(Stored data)
------

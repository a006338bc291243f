use hermes_gateway::gateway::scorer::RoutingScorer;

const DAY_MS: i64 = 86_400_000;

#[test]
fn test_unseen_provider_gets_exploration_score() {
    let scorer = RoutingScorer::new();
    // 成功率 1.0、时延未知 0.5、新鲜度 0 => 0.5 + 0.15 + 0
    let score = scorer.score_at("fresh", 0);
    assert!((score - 0.65).abs() < 1e-9);
}

#[test]
fn test_happy_path_observation() {
    let scorer = RoutingScorer::new();
    scorer.observe_success_at("p1", 180, 1_000);

    let stats = scorer.stats("p1").unwrap();
    assert!((stats.ewma_success - 1.0).abs() < 1e-9);
    assert_eq!(stats.ewma_latency_ms, Some(180.0));
    assert_eq!(stats.last_sample_at, Some(1_000));
    assert_eq!(stats.total_success, 1);
}

#[test]
fn test_latency_ewma_smoothing() {
    let scorer = RoutingScorer::new();
    scorer.observe_success_at("p1", 100, 0);
    scorer.observe_success_at("p1", 200, 1);

    // 0.2 * 200 + 0.8 * 100 = 120
    let stats = scorer.stats("p1").unwrap();
    assert!((stats.ewma_latency_ms.unwrap() - 120.0).abs() < 1e-9);
}

#[test]
fn test_failures_never_leave_unit_interval() {
    let scorer = RoutingScorer::new();
    for i in 0..500 {
        scorer.observe_failure_at("p1", i);
        let stats = scorer.stats("p1").unwrap();
        assert!(stats.ewma_success >= 0.0 && stats.ewma_success <= 1.0);
    }
    // 长期全失败，成功率趋近 0
    assert!(scorer.stats("p1").unwrap().ewma_success < 0.01);
}

#[test]
fn test_failure_does_not_touch_latency() {
    let scorer = RoutingScorer::new();
    scorer.observe_success_at("p1", 300, 0);
    scorer.observe_failure_at("p1", 1);
    assert_eq!(scorer.stats("p1").unwrap().ewma_latency_ms, Some(300.0));
}

#[test]
fn test_score_monotone_in_success_rate() {
    let scorer = RoutingScorer::new();
    scorer.observe_success_at("good", 100, 0);
    scorer.observe_success_at("bad", 100, 0);
    scorer.observe_failure_at("bad", 1);

    assert!(scorer.score_at("good", 10) > scorer.score_at("bad", 10));
}

#[test]
fn test_score_monotone_in_latency() {
    let scorer = RoutingScorer::new();
    scorer.observe_success_at("fast", 50, 0);
    scorer.observe_success_at("slow", 9_500, 0);

    assert!(scorer.score_at("fast", 0) > scorer.score_at("slow", 0));
}

#[test]
fn test_score_decays_with_age() {
    let scorer = RoutingScorer::new();
    scorer.observe_success_at("p1", 100, 0);

    let now = scorer.score_at("p1", 0);
    let day = scorer.score_at("p1", DAY_MS);
    let week = scorer.score_at("p1", 7 * DAY_MS);

    assert!(now > day && day > week);
    // 半衰期 24 小时：新鲜度分量从 0.2 掉到 0.1
    assert!((now - day - 0.1).abs() < 1e-6);
}

#[test]
fn test_latency_beyond_reference_floors_at_zero() {
    let scorer = RoutingScorer::new();
    scorer.observe_success_at("p1", 60_000, 0);
    let score = scorer.score_at("p1", 0);
    // 成功率 1.0 + 时延 0 + 新鲜度 0.2
    assert!((score - 0.7).abs() < 1e-9);
}

#[test]
fn test_removed_provider_forgets_history() {
    let scorer = RoutingScorer::new();
    scorer.observe_failure_at("p1", 0);
    scorer.remove("p1");
    assert!(scorer.stats("p1").is_none());
    assert!((scorer.score_at("p1", 0) - 0.65).abs() < 1e-9);
}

------

Read the entries above and find each line holding the word "week". Copy it out.

◆ **SOLVED PROBLEM**
    let week = scorer.score_at("p1", 7 * DAY_MS);
    assert!(now > day && day > week);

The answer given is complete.